For the pencil drawings, they are all 0.5 mechanical HB pencil on regular copy paper. I started with the drawing of the mouse playing the harp (I'd drawn her before in a few Mouse Guard pieces), and then didn't know what to pair her with...would she just be surrounded by flowers? berries? another animal, insect, or bird? So I tried in Photoshop to place a few photos of those things next to her––a butterfly or swarm of butterflies almost won-out, but I really liked images I found of a Tufted Titmouse. On my lightpad I was able to draw the bird on another sheet of paper while lining it up with the existing drawing of the mouse. 

I'd also found images of the yarrow flower, and drew in heaps of those on the bird drawing too. And so it felt more like Mouse Guard, I also drew a spear that I could play with  placing in the next step.

I scanned in those pencil drawing into photoshop and assembled them into a composition. This included doing a rough coloring job to help block in the forms. This helped me in terms of the masses for composition (in fact I digitally added in a few more flowers, leaves, and stems where I felt they were needed) but the coloring work at this stage also helps me on the next step when I'm inking so I can see clearly what everything is, so that I ink the contour and texture of a flower petal differently than a leaf or cloth or animal.
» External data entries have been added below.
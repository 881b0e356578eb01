//! Document storage: where note content is read from and written back to.
//!
//! The frontmatter editor only needs two things from storage: read the full
//! text of a document, and replace it in one piece. That contract is the
//! [`DocumentStore`] trait. Resolution and suggestions additionally need to
//! enumerate documents, which is what [`DocumentIndex`] adds.
//!
//! # Core Concepts
//!
//! *   **[`DocumentRef`]:** A stable, vault-relative identity for one note, such as
//!     `Book/Chapter 1.md`. Always uses `/` separators and never escapes the vault.
//! *   **[`Vault`]:** A directory of markdown notes on disk. It contains a special
//!     `.sequencer` subdirectory holding `config.json` with the vault id and the
//!     user's settings. Vaults are [`Vault::create`]d once and [`Vault::open`]ed
//!     afterwards.
//! *   **[`MemoryStore`]:** An in-memory store with the same behavior, for tests and
//!     for embedding the editor where notes do not live on disk.
//!
//! # Writes
//!
//! A write always replaces the whole document. The vault writes to a temporary
//! sibling file and renames it over the target, so readers observe either the
//! old or the new content and never a partial write. There is no locking: when
//! two writes race, the last one wins.
//!
//! Every successful write is announced on the store's `on.document_changed`
//! listener list (see [`crate::event`]).
//!
//! # Asynchronous API
//!
//! All I/O is `async` and runs on `tokio`. Fallible operations return
//! [`Result<T>`], with [`Error`] describing what went wrong.
//!
//! # Example Usage
//!
//! ```rust,no_run
//! use sequencer_core::storage::{DocumentStore, Vault};
//!
//! #[tokio::main]
//! async fn main() -> Result<(), Box<dyn std::error::Error>> {
//!     let vault = Vault::create("my-notes").await?;
//!     let doc = vault.create_document("Chapter 1").await?;
//!     vault.write(&doc, "# Chapter 1\n").await?;
//!     assert_eq!(vault.read(&doc).await?, "# Chapter 1\n");
//!     Ok(())
//! }
//! ```

pub use self::document::DocumentRef;
pub use self::memory::MemoryStore;
pub use self::resolve::{resolve_link, resolve_link_in, unresolved_links};
pub use self::vault::Vault;

mod document;
mod memory;
mod metadata;
mod resolve;
mod vault;

use std::path::PathBuf;

use async_trait::async_trait;
use thiserror::Error;

pub const INTERNAL_DIR_NAME: &str = ".sequencer";
pub const VAULT_CONFIG_FILENAME: &str = "config.json";
pub const NOTE_EXTENSION: &str = "md";

#[derive(Debug, Error)]
pub enum Error {
    #[error("IO error")]
    Io(#[from] std::io::Error),

    #[error("Vault configuration serialization/deserialization error")]
    Config(#[from] serde_json::Error),

    #[error("Document not found: {0}")]
    DocumentNotFound(String),

    #[error("Document already exists: {0}")]
    DocumentExists(String),

    #[error("Invalid document path: {0}")]
    InvalidDocumentPath(String),

    #[error("Path is outside the vault: {0}")]
    PathOutsideVault(PathBuf),

    #[error("Directory not found: {0}")]
    DirectoryNotFound(PathBuf),

    #[error("Path is not a directory: {0}")]
    NotADirectory(PathBuf),

    #[error("Path is not a valid vault (missing '.sequencer' subdirectory): {0}")]
    NotAVault(PathBuf),

    #[error("Cannot create vault: '.sequencer' already exists in {0}")]
    VaultCreationConflict(PathBuf),

    #[error("Cannot create vault: path exists and is a file: {0}")]
    PathIsFile(PathBuf),

    #[error("Vault configuration file is missing or invalid: {0}")]
    InvalidVaultConfig(PathBuf),
}

pub type Result<T> = std::result::Result<T, Error>;

/// Whole-content access to documents.
///
/// Implementations must make `write` all-or-nothing from the caller's point
/// of view. No ordering is promised between concurrent calls.
#[async_trait]
pub trait DocumentStore: Send + Sync {
    /// Reads the current full text of `document`.
    async fn read(&self, document: &DocumentRef) -> Result<String>;

    /// Replaces the full text of `document` with `content`.
    async fn write(&self, document: &DocumentRef, content: &str) -> Result<()>;
}

/// Enumeration of the documents a store holds.
#[async_trait]
pub trait DocumentIndex: Send + Sync {
    /// All documents, sorted by path.
    async fn list_documents(&self) -> Result<Vec<DocumentRef>>;
}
Then I print out the above composition. Because of it's size I have to print it in two parts and then tape them together. That whole printout is then taped to the backside of a sheet of Strathmore 300 series bristol. On my Huion lightpad I can ink the piece on the surface of the bristol while still seeing my 'pencil' lines on the printout below.

There was a lot of repetitive forms in the flowers, and I tried to focus on making the space in between them dark so they receded away, and much of the character space is open without a lot of texture or rendering to help give the eye a break in that sea of tight flower inks.
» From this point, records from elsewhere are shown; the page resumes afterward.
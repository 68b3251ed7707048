//! Goal grid parser
//!
//! Turns the 2-D grid of type tags returned by the goal endpoint into
//! entities. Tags follow the API vocabulary: `SPACE`, `POLYANET`,
//! `<DIRECTION>_COMETH` and `<COLOR>_SOLOON`.

use crate::entity::{Color, Direction, Entity, EntityKind, Position};
use crate::error::CanvasError;

/// Tag of an empty cell
pub const SPACE: &str = "SPACE";

const POLYANET: &str = "POLYANET";
const COMETH_SUFFIX: &str = "_COMETH";
const SOLOON_SUFFIX: &str = "_SOLOON";

/// Parse a grid of type tags into entities, in row-major order.
///
/// # Errors
/// - `CanvasError::EmptyGrid` if the grid or its first row is empty
/// - `CanvasError::RaggedGrid` if a row's length differs from the first row's
/// - `CanvasError::UnknownType` for a tag outside the vocabulary
pub fn parse_grid<S: AsRef<str>>(grid: &[Vec<S>]) -> Result<Vec<Entity>, CanvasError> {
    let cols = grid.first().map_or(0, Vec::len);
    if cols == 0 {
        return Err(CanvasError::EmptyGrid);
    }

    let mut entities = Vec::new();
    for (row, cells) in grid.iter().enumerate() {
        if cells.len() != cols {
            return Err(CanvasError::RaggedGrid {
                row,
                expected: cols,
                found: cells.len(),
            });
        }

        for (column, tag) in cells.iter().enumerate() {
            if let Some(kind) = parse_tag(tag.as_ref())? {
                entities.push(Entity::new(Position::new(row, column), kind));
            }
        }
    }

    Ok(entities)
}

/// Parse a single tag. Returns `None` for [`SPACE`].
///
/// # Errors
/// `CanvasError::UnknownType` if the tag, or its embedded direction or
/// color, is not recognized.
pub fn parse_tag(tag: &str) -> Result<Option<EntityKind>, CanvasError> {
    if tag == SPACE {
        return Ok(None);
    }
    if tag == POLYANET {
        return Ok(Some(EntityKind::Polyanet));
    }

    let unknown = || CanvasError::UnknownType(tag.to_string());

    if let Some(token) = tag.strip_suffix(COMETH_SUFFIX) {
        let direction = token.parse::<Direction>().map_err(|_| unknown())?;
        return Ok(Some(EntityKind::Cometh { direction }));
    }
    if let Some(token) = tag.strip_suffix(SOLOON_SUFFIX) {
        let color = token.parse::<Color>().map_err(|_| unknown())?;
        return Ok(Some(EntityKind::Soloon { color }));
    }

    Err(unknown())
}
When the inks were done, I scanned those back into photoshop to start the coloring. The first part of that is called 'flatting' where I establish what color everything is and where those areas end with flat un-textured colors. Like, professional coloring-in-the-lines. I also established a few color-holds, areas where I want the ink work to be a color other than black (here I did it on the dress embroidery pattern, the background foliage, and on the harp strings (which were inked on the back side of the bristol on a lightpad so I could isolate those lines very easily.

I'd made most of my color choices when I was compositing the pencil drawings, so this step was rather procedural.

The last part was to render the color––to add light, shadow, and texture. I do this in Photoshop mostly with the Dodge and Burn tools and a stock textured brush.

'Yarrow' will be released and made available for purchase in my online store at the start of my March ONLINECON event (Mar. 24-28––more info coming soon)

1 comment:

Comikero said...

When will the comics adventures continue?
I'm really looking forward to it!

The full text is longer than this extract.